Work instruction
Hunt through the lines below for the string "BTreeMap" and copy each one that has it.

Saved entries
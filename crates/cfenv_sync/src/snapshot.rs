//! Snapshot types and export formats.

use crate::checksum::canonicalize;
use crate::config::StorageMode;
use crate::error::CfenvResult;
use serde::{Deserialize, Deserializer, Serialize};
use std::collections::BTreeMap;

/// Variable name to value, iterated in canonical (byte-wise) key order.
pub type EnvEntries = BTreeMap<String, String>;

/// Reads an absent or `null` field as its default.
fn null_as_default<'de, D, T>(deserializer: D) -> Result<T, D::Error>
where
    D: Deserializer<'de>,
    T: Default + Deserialize<'de>,
{
    Ok(Option::<T>::deserialize(deserializer)?.unwrap_or_default())
}

/// Remote description of the current entry set.
#[derive(Debug, Clone, Default, PartialEq, Eq, Serialize, Deserialize)]
#[serde(rename_all = "camelCase")]
pub struct FlatMetadata {
    /// Checksum of the entries (see [`checksum_entries`](crate::checksum_entries)).
    #[serde(default, deserialize_with = "null_as_default")]
    pub checksum: String,
    /// Timestamp of the last publish.
    #[serde(default, deserialize_with = "null_as_default")]
    pub updated_at: String,
    /// Who published last, if recorded.
    #[serde(default, skip_serializing_if = "Option::is_none")]
    pub updated_by: Option<String>,
    /// Number of entries the writer published.
    #[serde(default, deserialize_with = "null_as_default")]
    pub entries_count: u64,
}

/// Snapshot-mode record naming the live version.
#[derive(Debug, Clone, Default, PartialEq, Eq, Deserialize)]
#[serde(rename_all = "camelCase")]
pub struct CurrentPointer {
    /// ID of the live version.
    #[serde(default, deserialize_with = "null_as_default")]
    pub version_id: String,
    /// Checksum announced for that version.
    #[serde(default, deserialize_with = "null_as_default")]
    pub checksum: String,
    /// Timestamp of the publish.
    #[serde(default, deserialize_with = "null_as_default")]
    pub updated_at: String,
    /// Who published, if recorded.
    #[serde(default)]
    pub updated_by: Option<String>,
    /// Number of entries in the version.
    #[serde(default, deserialize_with = "null_as_default")]
    pub entries_count: u64,
    /// Whether the version payload is encrypted.
    #[serde(default, deserialize_with = "null_as_default")]
    pub encrypted: bool,
}

/// Decrypted payload of one snapshot-mode version.
#[derive(Debug, Clone, Default, PartialEq, Eq, Deserialize)]
#[serde(rename_all = "camelCase")]
pub struct RemoteSnapshot {
    /// Version ID.
    #[serde(default, deserialize_with = "null_as_default")]
    pub version_id: String,
    /// Project the version was published for.
    #[serde(default, deserialize_with = "null_as_default")]
    pub project: String,
    /// Environment the version was published for.
    #[serde(default, deserialize_with = "null_as_default")]
    pub environment: String,
    /// Checksum of `entries`.
    #[serde(default, deserialize_with = "null_as_default")]
    pub checksum: String,
    /// Timestamp of the publish.
    #[serde(default, deserialize_with = "null_as_default")]
    pub updated_at: String,
    /// Who published, if recorded.
    #[serde(default)]
    pub updated_by: Option<String>,
    /// The entries.
    #[serde(default, deserialize_with = "null_as_default")]
    pub entries: EnvEntries,
}

/// Version a snapshot-mode snapshot was read from.
#[derive(Debug, Clone, PartialEq, Eq)]
pub struct SnapshotVersion {
    /// Version ID.
    pub id: String,
    /// Whether the stored payload was encrypted.
    pub encrypted: bool,
}

/// A verified, point-in-time view of a project environment.
///
/// Only produced by a successful fetch; never modified afterwards.
#[derive(Debug, Clone, PartialEq, Eq)]
pub struct Snapshot {
    /// Project name.
    pub project: String,
    /// Environment name.
    pub environment: String,
    /// KV namespace the snapshot was read from.
    pub namespace_id: String,
    /// Metadata record the entries were verified against.
    pub metadata: FlatMetadata,
    /// The entries.
    pub entries: EnvEntries,
    /// Source version; `None` in flat mode.
    pub version: Option<SnapshotVersion>,
}

impl Snapshot {
    /// Returns the verified checksum.
    pub fn checksum(&self) -> &str {
        &self.metadata.checksum
    }

    /// Returns the value of a variable.
    pub fn get(&self, name: &str) -> Option<&str> {
        self.entries.get(name).map(String::as_str)
    }

    /// Returns the storage mode the snapshot was read in.
    pub fn mode(&self) -> StorageMode {
        if self.version.is_some() {
            StorageMode::Snapshot
        } else {
            StorageMode::Flat
        }
    }

    /// Returns the number of entries.
    pub fn len(&self) -> usize {
        self.entries.len()
    }

    /// Returns true if the snapshot has no entries.
    pub fn is_empty(&self) -> bool {
        self.entries.is_empty()
    }
}

/// Renders entries as `KEY="value"` lines, sorted, with a trailing newline.
pub fn export_as_lines(snapshot: &Snapshot) -> String {
    entries_as_lines(&snapshot.entries)
}

/// Renders entries as `KEY="value"` lines, sorted, with a trailing newline.
pub fn entries_as_lines(entries: &EnvEntries) -> String {
    let mut out = canonicalize(entries);
    out.push('\n');
    out
}

/// Renders entries as a pretty-printed JSON object with a trailing newline.
pub fn export_as_json(snapshot: &Snapshot) -> CfenvResult<String> {
    let mut out = serde_json::to_string_pretty(&snapshot.entries)?;
    out.push('\n');
    Ok(out)
}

Response box
use std::collections::BTreeMap;
pub type EnvEntries = BTreeMap<String, String>;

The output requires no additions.